(Collected data entries)

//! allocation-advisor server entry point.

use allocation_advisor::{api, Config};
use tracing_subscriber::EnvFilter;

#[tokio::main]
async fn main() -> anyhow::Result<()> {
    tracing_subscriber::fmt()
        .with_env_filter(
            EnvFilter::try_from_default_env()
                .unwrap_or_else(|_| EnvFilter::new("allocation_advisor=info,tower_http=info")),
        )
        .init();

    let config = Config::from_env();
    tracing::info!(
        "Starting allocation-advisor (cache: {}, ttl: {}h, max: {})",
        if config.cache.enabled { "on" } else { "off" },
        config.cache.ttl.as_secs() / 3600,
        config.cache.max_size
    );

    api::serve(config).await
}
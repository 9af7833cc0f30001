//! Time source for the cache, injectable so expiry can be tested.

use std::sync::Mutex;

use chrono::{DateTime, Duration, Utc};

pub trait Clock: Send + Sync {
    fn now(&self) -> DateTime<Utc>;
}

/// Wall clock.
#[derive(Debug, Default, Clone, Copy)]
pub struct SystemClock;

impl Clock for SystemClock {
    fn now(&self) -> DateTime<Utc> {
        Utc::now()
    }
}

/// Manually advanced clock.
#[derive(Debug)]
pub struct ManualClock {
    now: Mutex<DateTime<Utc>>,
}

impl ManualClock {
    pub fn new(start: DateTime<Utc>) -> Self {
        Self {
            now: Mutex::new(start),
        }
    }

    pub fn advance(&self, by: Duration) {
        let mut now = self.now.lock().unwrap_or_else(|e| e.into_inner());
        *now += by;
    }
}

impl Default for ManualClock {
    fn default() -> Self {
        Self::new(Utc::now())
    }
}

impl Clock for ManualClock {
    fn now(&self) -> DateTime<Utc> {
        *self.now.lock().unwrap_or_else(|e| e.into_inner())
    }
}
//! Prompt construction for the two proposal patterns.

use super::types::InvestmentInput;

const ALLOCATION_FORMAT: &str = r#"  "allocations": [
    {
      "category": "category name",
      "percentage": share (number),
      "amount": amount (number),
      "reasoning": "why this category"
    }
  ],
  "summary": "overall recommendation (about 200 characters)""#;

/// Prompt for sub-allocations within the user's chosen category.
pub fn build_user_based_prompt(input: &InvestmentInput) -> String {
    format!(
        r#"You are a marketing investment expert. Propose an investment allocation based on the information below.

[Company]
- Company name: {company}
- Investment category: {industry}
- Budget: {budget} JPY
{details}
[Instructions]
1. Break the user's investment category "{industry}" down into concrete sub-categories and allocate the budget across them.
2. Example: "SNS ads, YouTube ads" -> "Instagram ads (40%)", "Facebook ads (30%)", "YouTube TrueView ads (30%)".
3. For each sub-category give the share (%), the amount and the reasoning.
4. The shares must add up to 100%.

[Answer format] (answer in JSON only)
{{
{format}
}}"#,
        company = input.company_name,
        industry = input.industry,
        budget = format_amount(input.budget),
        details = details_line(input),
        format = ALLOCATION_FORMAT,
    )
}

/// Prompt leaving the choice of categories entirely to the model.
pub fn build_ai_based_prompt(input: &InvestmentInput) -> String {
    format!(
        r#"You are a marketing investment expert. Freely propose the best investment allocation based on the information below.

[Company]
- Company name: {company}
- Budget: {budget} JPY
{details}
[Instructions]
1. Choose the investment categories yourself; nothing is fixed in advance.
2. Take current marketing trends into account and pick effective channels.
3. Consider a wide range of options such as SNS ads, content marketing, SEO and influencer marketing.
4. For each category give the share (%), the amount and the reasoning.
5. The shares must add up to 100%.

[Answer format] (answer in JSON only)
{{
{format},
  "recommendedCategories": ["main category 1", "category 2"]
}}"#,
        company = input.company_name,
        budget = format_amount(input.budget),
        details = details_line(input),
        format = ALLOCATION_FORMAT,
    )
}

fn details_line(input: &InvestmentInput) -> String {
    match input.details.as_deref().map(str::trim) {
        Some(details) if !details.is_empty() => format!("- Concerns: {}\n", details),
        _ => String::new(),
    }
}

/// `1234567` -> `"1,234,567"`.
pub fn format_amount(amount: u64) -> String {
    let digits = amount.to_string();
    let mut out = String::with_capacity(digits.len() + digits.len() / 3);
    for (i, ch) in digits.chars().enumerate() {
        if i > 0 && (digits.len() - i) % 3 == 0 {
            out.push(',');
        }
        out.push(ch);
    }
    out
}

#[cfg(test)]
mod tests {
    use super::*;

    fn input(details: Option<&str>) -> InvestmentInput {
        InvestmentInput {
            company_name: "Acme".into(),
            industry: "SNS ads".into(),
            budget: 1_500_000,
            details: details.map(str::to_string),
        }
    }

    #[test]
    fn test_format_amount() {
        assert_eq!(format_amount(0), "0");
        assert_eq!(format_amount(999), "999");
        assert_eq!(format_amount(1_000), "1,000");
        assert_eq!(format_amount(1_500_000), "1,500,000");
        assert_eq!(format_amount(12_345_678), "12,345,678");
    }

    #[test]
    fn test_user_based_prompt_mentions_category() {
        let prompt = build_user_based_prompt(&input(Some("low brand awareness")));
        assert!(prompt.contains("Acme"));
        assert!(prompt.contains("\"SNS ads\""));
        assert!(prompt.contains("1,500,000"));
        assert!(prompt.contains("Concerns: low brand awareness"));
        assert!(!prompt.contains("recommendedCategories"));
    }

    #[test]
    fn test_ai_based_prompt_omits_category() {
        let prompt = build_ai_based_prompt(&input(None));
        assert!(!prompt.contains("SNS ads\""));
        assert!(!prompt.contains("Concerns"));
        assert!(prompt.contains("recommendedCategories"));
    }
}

ACTIVITY -
Lines that contain "brand" should be pulled from the entries above and reported.

TASK OUTPUT -
        let prompt = build_user_based_prompt(&input(Some("low brand awareness")));
        assert!(prompt.contains("Concerns: low brand awareness"));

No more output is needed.